Comparing Mortgages from Different Lenders
Posted on August 9, 2009 - Filed Under mortgage | Leave a Comment
In today’s housing market, many hopeful buyers are looking to purchase homes while prices are still at record lows. Though despite the low housing prices and bargain mortgage rates currently available, many aspiring homeowners are having difficulty choosing the right mortgage.
Picking out and comparing the finer points of each mortgage can be one of the most difficult aspects of getting a home loan. There are more to mortgages than just interest rates. There are also points, fees, and closing costs to consider. Lenders such as Bank of America and Quicken Loans will usually give you a variety of different rate and point options for the same loan. Points are used to “buy down” your interest rate, with each point representing one percent of the total loan amount. If you choose to buy points, the money is due in cash at closing time.

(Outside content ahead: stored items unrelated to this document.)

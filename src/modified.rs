//! Modification timestamps
//!
//! Frames are stamped on every mutation. Dependents compare stamps to decide
//! whether a cached aggregate has to be re-derived.

use std::sync::atomic::{AtomicU64, Ordering};

static CLOCK: AtomicU64 = AtomicU64::new(1);

/// A point on the process-wide modification clock
///
/// Later stamps always compare greater than earlier ones.
#[derive(Debug, Clone, Copy, PartialEq, Eq, PartialOrd, Ord, Hash)]
pub struct ModifiedTime(u64);

impl ModifiedTime {
    /// The stamp preceding every real modification
    pub const ZERO: ModifiedTime = ModifiedTime(0);

    /// Draw a fresh stamp from the clock
    pub fn now() -> Self {
        ModifiedTime(CLOCK.fetch_add(1, Ordering::Relaxed))
    }

    /// Raw counter value
    pub fn value(&self) -> u64 {
        self.0
    }
}

impl Default for ModifiedTime {
    fn default() -> Self {
        Self::now()
    }
}
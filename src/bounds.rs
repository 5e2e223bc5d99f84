//! Axis-aligned bounding boxes and time intervals
//!
//! Both types are plain values. A [`BoundingBox`] lives in index units of the
//! frame that owns it, a [`TimeBounds`] in milliseconds.

use crate::error::{Error, Result};
use nalgebra::Point3;

#[cfg(feature = "serde")]
use serde::{Deserialize, Serialize};

/// Axis-aligned box given by its minimum and maximum corner
#[derive(Debug, Clone, Copy, PartialEq)]
#[cfg_attr(feature = "serde", derive(Serialize, Deserialize))]
pub struct BoundingBox {
    min: Point3<f64>,
    max: Point3<f64>,
}

impl BoundingBox {
    /// Create a box from its two corners
    ///
    /// Fails with [`Error::InvalidBounds`] when a minimum exceeds its maximum.
    pub fn new(min: Point3<f64>, max: Point3<f64>) -> Result<Self> {
        for axis in 0..3 {
            if min[axis].is_nan() || max[axis].is_nan() || min[axis] > max[axis] {
                return Err(Error::InvalidBounds(format!(
                    "axis {}: minimum {} exceeds maximum {}",
                    axis, min[axis], max[axis]
                )));
            }
        }
        Ok(Self { min, max })
    }

    /// Create a box from a `[x0, x1, y0, y1, z0, z1]` array
    ///
    /// # Example
    ///
    /// ```
    /// use medgeom::BoundingBox;
    ///
    /// let bbox = BoundingBox::from_bounds([0.0, 10.0, 0.0, 20.0, 0.0, 5.0]).unwrap();
    /// assert_eq!(bbox.extent(1), 20.0);
    /// assert!(BoundingBox::from_bounds([1.0, 0.0, 0.0, 1.0, 0.0, 1.0]).is_err());
    /// ```
    pub fn from_bounds(bounds: [f64; 6]) -> Result<Self> {
        Self::new(
            Point3::new(bounds[0], bounds[2], bounds[4]),
            Point3::new(bounds[1], bounds[3], bounds[5]),
        )
    }

    /// The unit cube `[0, 1]³`
    pub fn unit() -> Self {
        Self {
            min: Point3::origin(),
            max: Point3::new(1.0, 1.0, 1.0),
        }
    }

    /// The all-zero box used to mark "no extent"
    pub fn zero() -> Self {
        Self {
            min: Point3::origin(),
            max: Point3::origin(),
        }
    }

    /// Smallest box containing every point, or `None` for an empty input
    pub fn from_points<'a, I>(points: I) -> Option<Self>
    where
        I: IntoIterator<Item = &'a Point3<f64>>,
    {
        let mut iter = points.into_iter();
        let first = *iter.next()?;
        let mut bbox = Self {
            min: first,
            max: first,
        };
        for p in iter {
            bbox.include(p);
        }
        Some(bbox)
    }

    /// Grow the box so that it contains `point`
    pub fn include(&mut self, point: &Point3<f64>) {
        for axis in 0..3 {
            self.min[axis] = self.min[axis].min(point[axis]);
            self.max[axis] = self.max[axis].max(point[axis]);
        }
    }

    /// Smallest box containing both boxes
    pub fn union(&self, other: &BoundingBox) -> BoundingBox {
        let mut result = *self;
        result.include(&other.min);
        result.include(&other.max);
        result
    }

    /// Minimum corner
    pub fn min(&self) -> &Point3<f64> {
        &self.min
    }

    /// Maximum corner
    pub fn max(&self) -> &Point3<f64> {
        &self.max
    }

    /// Bounds as `[x0, x1, y0, y1, z0, z1]`
    pub fn bounds(&self) -> [f64; 6] {
        [
            self.min.x, self.max.x, self.min.y, self.max.y, self.min.z, self.max.z,
        ]
    }

    /// Length of the box along `axis`
    ///
    /// # Panics
    ///
    /// Panics if `axis > 2`.
    pub fn extent(&self, axis: usize) -> f64 {
        self.max[axis] - self.min[axis]
    }

    /// Center of the box
    pub fn center(&self) -> Point3<f64> {
        nalgebra::center(&self.min, &self.max)
    }

    /// Squared length of the box diagonal
    pub fn diagonal_length2(&self) -> f64 {
        (self.max - self.min).norm_squared()
    }

    /// True for the all-zero box, which aggregation always skips
    pub fn is_degenerate(&self) -> bool {
        self.bounds().iter().all(|b| *b == 0.0)
    }

    /// Inclusive containment test
    pub fn contains(&self, point: &Point3<f64>) -> bool {
        (0..3).all(|axis| point[axis] >= self.min[axis] && point[axis] <= self.max[axis])
    }

    /// Corner selected by lower (`false`) or upper (`true`) bound per axis
    pub fn corner(&self, upper_x: bool, upper_y: bool, upper_z: bool) -> Point3<f64> {
        Point3::new(
            if upper_x { self.max.x } else { self.min.x },
            if upper_y { self.max.y } else { self.min.y },
            if upper_z { self.max.z } else { self.min.z },
        )
    }

    /// Corner `id` in `0..8`, with z varying fastest and x slowest
    pub fn corner_by_id(&self, id: usize) -> Option<Point3<f64>> {
        if id > 7 {
            return None;
        }
        Some(self.corner(id & 4 != 0, id & 2 != 0, id & 1 != 0))
    }
}

impl Default for BoundingBox {
    fn default() -> Self {
        Self::unit()
    }
}

/// Time interval `[start, end]` in milliseconds
///
/// Either side may be infinite. The default interval covers all of time.
#[derive(Debug, Clone, Copy, PartialEq)]
#[cfg_attr(feature = "serde", derive(Serialize, Deserialize))]
pub struct TimeBounds {
    /// Lower bound
    pub start: f64,
    /// Upper bound
    pub end: f64,
}

impl TimeBounds {
    /// Interval from `start` to `end`
    pub fn new(start: f64, end: f64) -> Self {
        Self { start, end }
    }

    /// The full interval `(-∞, +∞)`
    pub fn full() -> Self {
        Self {
            start: f64::NEG_INFINITY,
            end: f64::INFINITY,
        }
    }

    /// `end - start`, infinite if either side is
    pub fn duration(&self) -> f64 {
        self.end - self.start
    }

    /// True when both sides are finite
    pub fn is_finite(&self) -> bool {
        self.start.is_finite() && self.end.is_finite()
    }

    /// Inclusive containment test
    pub fn contains(&self, time_ms: f64) -> bool {
        self.start <= time_ms && time_ms <= self.end
    }

    /// The interval moved by `delta` milliseconds
    pub fn shifted(&self, delta: f64) -> Self {
        Self {
            start: self.start + delta,
            end: self.end + delta,
        }
    }
}

impl Default for TimeBounds {
    fn default() -> Self {
        Self::full()
    }
}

The lock-in period for each mortgage should also be considered. The lock-in period is the amount of time for which the rate and points quoted are guaranteed. This is usually either 30, 45, or 60 days, with higher loan fees applicable applied for longer lock-in periods.
Other features to compare include the maximum loan to value ratio each lender offers, whether or not you must pay mortgage insurance, the qualifying income to debt ratio of each lender, and whether any prepayment penalties exist for each mortgage.